Walking with Rocks, Dreaming With Rivers attempts to articulate genuine curiosity, compassion and benevolence towards a small part of the world. If readers find sensibility sufficient reward, they will be satisfied with this book. What they will not get is the drama of language clashing against experience and making sparks enough to illuminate the world. Despite the book’s constant hymning of the mercurial, its want of drama speaks to the fixity of its characters. They do not or cannot change, including its spectral protagonist. He ends it as he began it: wry, easily wondered, witty and wise, but also at once a prompter from the wings and the leading man at centre stage with his back to the audience. In place of the writer, I would always much prefer a style; but that is also not to be found. The writing is regrettably neither limpid nor musical; it is instead job-like, often neglectfully unguarded against cliché and clotting, notwithstanding those occasions it does rise to meet the uncompromising summons of place and time, sometimes as surprisingly as flames in a thornbush.

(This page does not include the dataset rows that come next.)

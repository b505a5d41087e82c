//! 근거 평가기
//!
//! 단계별 필수 검사 입력의 완결성과 누락 목록을 계산한다.
//! 순수 함수이며 매 재계산 호출마다 새로 평가한다: 결과를 캐시하지 않는다.

use triage_core::{EvidenceState, RouteChannel, Stage2Required, Stage3Required};

/// 2단계 근거 평가
///
/// 누락 목록은 고정 순서로 적재한다. MMSE는 병원 경로에서만 필수다.
pub fn evaluate_stage2(required: &Stage2Required, route: RouteChannel) -> EvidenceState {
    let mut missing = Vec::new();

    if required.specialist_exam_done != Some(true) {
        missing.push("전문의 진찰 미실시".to_string());
    }
    if required.cdr_gds.is_none() {
        missing.push("CDR/GDS 미입력".to_string());
    }
    if required.neuro_test_type.is_none() {
        missing.push("신경심리검사 종류 미입력".to_string());
    }
    if route == RouteChannel::Hospital && required.mmse.is_none() {
        missing.push("MMSE 미입력".to_string());
    }

    EvidenceState {
        completed: missing.is_empty(),
        missing,
    }
}

/// 3단계 근거 평가
///
/// 결과 미입력 항목은 해당 검사가 실시된 경우에만 누락으로 본다.
pub fn evaluate_stage3(required: &Stage3Required) -> EvidenceState {
    let mut missing = Vec::new();

    if required.biomarker_done != Some(true) {
        missing.push("바이오마커 검사 미실시".to_string());
    } else if required.biomarker_result.is_none() {
        missing.push("바이오마커 결과 미입력".to_string());
    }
    if required.imaging_done != Some(true) {
        missing.push("뇌영상 검사 미실시".to_string());
    } else if required.imaging_result.is_none() {
        missing.push("뇌영상 결과 미입력".to_string());
    }
    if required.examined_at.is_none() {
        missing.push("검사일 미입력".to_string());
    }

    EvidenceState {
        completed: missing.is_empty(),
        missing,
    }
}
//! 오류 정의 모듈

use thiserror::Error;

/// 트리아지 시스템 통합 오류 타입
#[derive(Error, Debug)]
pub enum TriageError {
    #[error("유효성 오류: {0}")]
    Validation(String),

    #[error("직렬화 오류: {0}")]
    Serialization(#[from] serde_json::Error),

    #[error("워크플로 오류: {0}")]
    Workflow(String),

    #[error("대상자 없음: {0}")]
    NotFound(String),

    #[error("잘못된 상태 전이: {from} 상태에서 {event} 불가")]
    InvalidStateTransition { from: String, event: String },

    #[error("시스템 내부 오류: {0}")]
    Internal(String),
}

/// 트리아지 시스템 통합 결과 타입
pub type Result<T> = std::result::Result<T, TriageError>;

And I think it is unlikely this book will make its readers want to go to the Waikato. This saddens me because New Zealanders should go there: it is where systematic violence and wanton illegalities wrenched us into the sorry state of our present contortions. We should go there, not to imagine what might have been, but to see what has been lost, mark how little we can know of it, and register the ultimately unsustainable and self-defeating Swiftian kingdom of fenceposts and cows scaffolded up in its place, a realm on which we so guiltily rely for fattening the national coffers. But why so serious? After all, I know this is a charming book. Yes, I am being too hard—I know I am: there are more enjoyable ways to read something than the way I’ve twice read Walking with Rocks, Dreaming With Rivers. Even so, there are other reasons we should read someone else’s words as if our lives depended on them.
ROBERT McLEAN is a poet, critic, editor, and doctoral student at Massey University. His collected poems were published in 2020 by Cold Hub Press. He lives in Lyttelton and works in Wellington for the New Zealand government.